--- Description of the task ---
Please filter the data below down to the lines holding the string "VoteStore".

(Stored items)
# # #

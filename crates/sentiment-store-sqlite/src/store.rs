//! [`SqliteStore`] — the SQLite implementation of [`VoteStore`].

use std::{path::Path, sync::Arc};

use chrono::{DateTime, SubsecRound as _, Utc};
use rusqlite::OptionalExtension as _;
use uuid::Uuid;

use sentiment_core::{
  clock::{Clock, SystemClock, utc_day},
  identity::SubmitterIdentity,
  store::VoteStore,
  vote::{CastOutcome, NewVote, Vote},
};

use crate::{
  Result,
  encode::{RawVote, encode_day, encode_dt, encode_uuid},
  schema::SCHEMA,
};

const VOTE_COLUMNS: &str = "vote_id, progress, submitter_digest, created_at";

// ─── Store ───────────────────────────────────────────────────────────────────

/// A vote store backed by a single SQLite file.
///
/// Cloning is cheap — the inner connection and clock are reference-counted.
#[derive(Clone)]
pub struct SqliteStore {
  conn:  tokio_rusqlite::Connection,
  clock: Arc<dyn Clock>,
}

impl SqliteStore {
  /// Open (or create) a store at `path` and run schema initialisation.
  pub async fn open(path: impl AsRef<Path>) -> Result<Self> {
    let conn = tokio_rusqlite::Connection::open(path).await?;
    Self::init(conn).await
  }

  /// Open an in-memory store — useful for testing.
  pub async fn open_in_memory() -> Result<Self> {
    let conn = tokio_rusqlite::Connection::open_in_memory().await?;
    Self::init(conn).await
  }

  async fn init(conn: tokio_rusqlite::Connection) -> Result<Self> {
    conn
      .call(|conn| {
        conn.execute_batch(SCHEMA)?;
        Ok(())
      })
      .await?;
    Ok(Self { conn, clock: Arc::new(SystemClock) })
  }

  /// Replace the clock used to stamp `created_at`. Share the same clock with
  /// the HTTP layer so both agree on the current UTC day.
  pub fn with_clock(mut self, clock: Arc<dyn Clock>) -> Self {
    self.clock = clock;
    self
  }

  pub fn clock(&self) -> Arc<dyn Clock> { self.clock.clone() }

  /// Total number of stored votes.
  pub async fn count(&self) -> Result<usize> {
    let n: i64 = self
      .conn
      .call(|conn| Ok(conn.query_row("SELECT COUNT(*) FROM votes", [], |r| r.get(0))?))
      .await?;
    Ok(usize::try_from(n).unwrap_or_default())
  }
}

// ─── VoteStore impl ──────────────────────────────────────────────────────────

impl VoteStore for SqliteStore {
  type Error = crate::Error;

  async fn create(&self, input: NewVote) -> Result<CastOutcome> {
    let vote = Vote {
      id:               Uuid::new_v4(),
      progress:         input.progress,
      submitter_digest: input.submitter.digest(),
      // Stored with microsecond precision; the returned vote must match reads.
      created_at:       self.clock.now().trunc_subsecs(6),
    };

    let id_str     = encode_uuid(vote.id);
    let progress   = i64::from(vote.progress.get());
    let digest     = vote.submitter_digest.clone();
    let at_str     = encode_dt(vote.created_at);
    let day_str    = encode_day(utc_day(vote.created_at));

    // The conflict clause makes check-and-insert a single statement; a
    // concurrent duplicate simply affects zero rows.
    let inserted = self
      .conn
      .call(move |conn| {
        Ok(conn.execute(
          "INSERT INTO votes (vote_id, progress, submitter_digest, created_at, vote_day)
           VALUES (?1, ?2, ?3, ?4, ?5)
           ON CONFLICT (submitter_digest, vote_day) DO NOTHING",
          rusqlite::params![id_str, progress, digest, at_str, day_str],
        )?)
      })
      .await?;

    if inserted == 0 {
      tracing::debug!(day = %utc_day(vote.created_at), "vote slot already taken");
      return Ok(CastOutcome::AlreadyVoted);
    }
    Ok(CastOutcome::Recorded(vote))
  }

  async fn find_by_identity_since(
    &self,
    submitter: &SubmitterIdentity,
    since: DateTime<Utc>,
  ) -> Result<Option<Vote>> {
    let digest    = submitter.digest();
    let since_str = encode_dt(since);

    let raw: Option<RawVote> = self
      .conn
      .call(move |conn| {
        Ok(
          conn
            .query_row(
              &format!(
                "SELECT {VOTE_COLUMNS} FROM votes
                 WHERE submitter_digest = ?1 AND created_at >= ?2
                 ORDER BY created_at DESC
                 LIMIT 1"
              ),
              rusqlite::params![digest, since_str],
              RawVote::from_row,
            )
            .optional()?,
        )
      })
      .await?;

    raw.map(RawVote::into_vote).transpose()
  }

  async fn list_in_range(
    &self,
    start: DateTime<Utc>,
    end: Option<DateTime<Utc>>,
  ) -> Result<Vec<Vote>> {
    let start_str = encode_dt(start);
    let end_str   = end.map(encode_dt);

    let raws: Vec<RawVote> = self
      .conn
      .call(move |conn| {
        let mut stmt = conn.prepare(&format!(
          "SELECT {VOTE_COLUMNS} FROM votes
           WHERE created_at >= ?1
             AND (?2 IS NULL OR created_at < ?2)
           ORDER BY created_at ASC, rowid ASC"
        ))?;
        let rows = stmt
          .query_map(rusqlite::params![start_str, end_str], RawVote::from_row)?
          .collect::<rusqlite::Result<Vec<_>>>()?;
        Ok(rows)
      })
      .await?;

    raws.into_iter().map(RawVote::into_vote).collect()
  }

  async fn delete_before(&self, cutoff: DateTime<Utc>) -> Result<usize> {
    let cutoff_str = encode_dt(cutoff);

    let removed = self
      .conn
      .call(move |conn| {
        Ok(conn.execute(
          "DELETE FROM votes WHERE created_at < ?1",
          rusqlite::params![cutoff_str],
        )?)
      })
      .await?;

    Ok(removed)
  }
}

# # #

--- Response for this exercise ---
//! [`SqliteStore`] — the SQLite implementation of [`VoteStore`].
  store::VoteStore,
// ─── VoteStore impl ──────────────────────────────────────────────────────────
impl VoteStore for SqliteStore {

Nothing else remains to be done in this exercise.